Sonrió a regañadientes.

– No sé cómo Morrell te aguanta… Habíame de los diarios de Hoffman.

Saqué una de las fotocopias de mi maletín. Le echó una ojeada mientras íbamos por el pasillo hacia la habitación de Paul. La puerta estaba cerrada; una enfermera que estaba fuera dijo que acababa de

entrar una doctora a verle pero, dado que yo era su hermana, suponía que no habría ningún inconveniente en dejarnos pasar.

Cuando abrimos la puerta, oímos decir a Rhea:

– Paul, sí no quieres, no tienes por qué hablar con la doctora Herschel. Necesitas descansar y hacer todo lo posible para ponerte bien. Ya tendrás tiempo de sobra para hablar más adelante.

Se había situado a modo de guardiana entre la cama y la puerta, pero Lotty había dado la vuelta para ir hasta el otro lado, abriéndose paso entre las diferentes bolsas de plástico que colgaban por encima de él. A pesar de sus rizos canosos, Paul parecía un niño, con aquella carita que apenas le asomaba por encima de la sábana. Sus mejillas sonrosadas estaban pálidas, pero sonreía levemente, encantado de ver a Rhea. Cuando Don se colocó junto a ella, la sonrisa desapareció. Don también lo notó y se apartó un poco.

– Paul, soy la doctora Herschel -dijo Lotty, posando sus dedos sobre la muñeca de Paul para tomarle el pulso-. Conocí a la familia Radbuka hace muchos años en Viena y en Londres. Estudié medicina en Londres y trabajé durante un tiempo con Anna Freud, cuya obra admiras tanto.

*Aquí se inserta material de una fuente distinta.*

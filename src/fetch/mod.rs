//! HTTP fetch of raw feed bytes.
//!
//! Single attempt per source: transport failures, timeouts, and non-2xx
//! statuses all surface as [`Error::Fetch`]; there is no retry.

mod basic;
mod client;

pub use basic::BasicClient;
pub use client::HttpClient;

use crate::error::{Error, Result};

/// Fetches the raw bytes of one feed endpoint.
pub async fn fetch_bytes<C: HttpClient>(client: &C, url: &str) -> Result<Vec<u8>> {
    let fetch_err = |message: String| Error::Fetch {
        url: url.to_string(),
        message,
    };

    let parsed = reqwest::Url::parse(url).map_err(|e| fetch_err(e.to_string()))?;
    let req = reqwest::Request::new(reqwest::Method::GET, parsed);

    let resp = client
        .execute(req)
        .await
        .and_then(reqwest::Response::error_for_status)
        .map_err(|e| fetch_err(e.to_string()))?;

    let bytes = resp.bytes().await.map_err(|e| fetch_err(e.to_string()))?;
    Ok(bytes.to_vec())
}
//! Shapes one matched stop-time update into its reportable form: calendar
//! timestamps, travel direction, and walk-reachability.

use chrono::{DateTime, Duration, Utc};
use serde::Serialize;

use crate::filter::MatchedUpdate;

/// Travel direction, derived from the feed's stop-id suffix convention.
#[derive(Debug, Clone, Copy, PartialEq, Eq, Serialize)]
#[serde(rename_all = "lowercase")]
pub enum Direction {
    Uptown,
    Downtown,
}

#[derive(Debug, Clone, Serialize)]
#[serde(rename_all = "camelCase")]
pub struct EnrichedUpdate {
    pub stop_id: String,
    pub stop_name: String,
    pub route_id: String,
    pub arrival_time: Option<DateTime<Utc>>,
    pub departure_time: Option<DateTime<Utc>>,
    pub direction: Direction,
    pub reachable: bool,
}

/// Derives direction from the stop-id's last character.
///
/// A trailing `'S'` means southbound, reported as downtown; anything else
/// (including lowercase `'s'`) is uptown. This is a lexical convention of
/// the feed's stop-id scheme, not geometry.
pub fn direction_of(stop_id: &str) -> Direction {
    if stop_id.ends_with('S') {
        Direction::Downtown
    } else {
        Direction::Uptown
    }
}

fn minutes(m: f64) -> Duration {
    Duration::milliseconds((m * 60_000.0).round() as i64)
}

/// Enriches one matched update. Pure: the clock and buffer are injected.
///
/// A missing arrival or departure prediction stays `None`, never a default.
/// An update is reachable when its predicted arrival is no earlier than
/// `now + buffer_minutes + walk time`; without an arrival prediction it is
/// reported unreachable.
pub fn enrich(
    matched: &MatchedUpdate<'_>,
    buffer_minutes: f64,
    now: DateTime<Utc>,
) -> EnrichedUpdate {
    let arrival_time = matched.update.arrival.and_then(|s| DateTime::from_timestamp(s, 0));
    let departure_time = matched
        .update
        .departure
        .and_then(|s| DateTime::from_timestamp(s, 0));

    let threshold = now + minutes(buffer_minutes + matched.stop.minutes_to);
    let reachable = arrival_time.map(|arrival| arrival >= threshold).unwrap_or(false);

    EnrichedUpdate {
        stop_id: matched.update.stop_id.clone(),
        stop_name: matched.stop.stop.stop_name.clone(),
        route_id: matched.entity.route_id.clone(),
        arrival_time,
        departure_time,
        direction: direction_of(&matched.update.stop_id),
        reachable,
    }
}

Los ojos color avellana de Paul dejaron de mirar a Rhea para posarse en Lotty, mientras el color volvía a su rostro.

Fuese cual fuese el escándalo que Lotty había montado delante de Cari y de Max, en aquel momento parecía absolutamente tranquila.

– No quiero que te pongas nervioso para nada. Así que, si tu pulso empieza a acelerarse, dejaremos de hablar de inmediato. ¿Lo has comprendido?

– Debería dejar de hablar ahora mismo -dijo Rhea, sin lograr que la furia perturbase su tranquilidad vestal. Al ver que la atención de Paul se había desplazado hacia Lotty, Don tomó a Rhea de la mano para transmitirle su apoyo.

– No -susurró Paul-. Ella conoce a mi salvadora inglesa. Ella conoce a mi auténtica familia. Hará que mi primo Max se acuerde de mí. Se lo prometo, no me pondré nervioso.

– Tengo los cuadernos de Ulrich -dijo Lotty-. Te los guardaré en un lugar seguro hasta que puedas venir a buscarlos tú mismo. Pero quería preguntarte algo sobre ellos. En una de sus páginas escribiste al lado del nombre de S. Radbuka que Sofie Radbuka era tu madre. Me pregunto cómo es que lo sabes.

– Porque me acuerdo -dijo.

Me coloqué junto a Lotty y hablé manteniendo su mismo tono de voz.

– Cuando le llevaste los cuadernos de Ulrich a Rhea, ella te ayudó a recordar que tu verdadero apellido era Radbuka, ¿verdad, Paul? Había una larga lista de nombres: Czestvo, Vostok, Radbuka y muchos otros. Cuando te hipnotizó recordaste que tu verdadero apellido era Radbuka. Tuvo que ser un momento maravilloso, aunque escalofriante.

Al otro lado de la cama, a Don se le cortó la respiración y se alejó involuntariamente de Rhea, quien le dijo:

– No fue así. Por eso esta conversación debe terminar ahora mismo.

Paul, concentrado en mi pregunta, no la oyó.

– Sí, así fue. Pude ver… a todos los muertos. A toda la gente que había asesinado el Einsatzgruppenführer, cayendo en el pozo de cal viva, gritando…

Lotty le interrumpió.

– Tienes que tranquilizarte, Paul. Ahora tienes que dejar de pensar en esos recuerdos tan dolorosos. Te acordaste de tu pasado y entonces, de toda esa lista de apellidos, elegiste…, recordaste… el de Radbuka.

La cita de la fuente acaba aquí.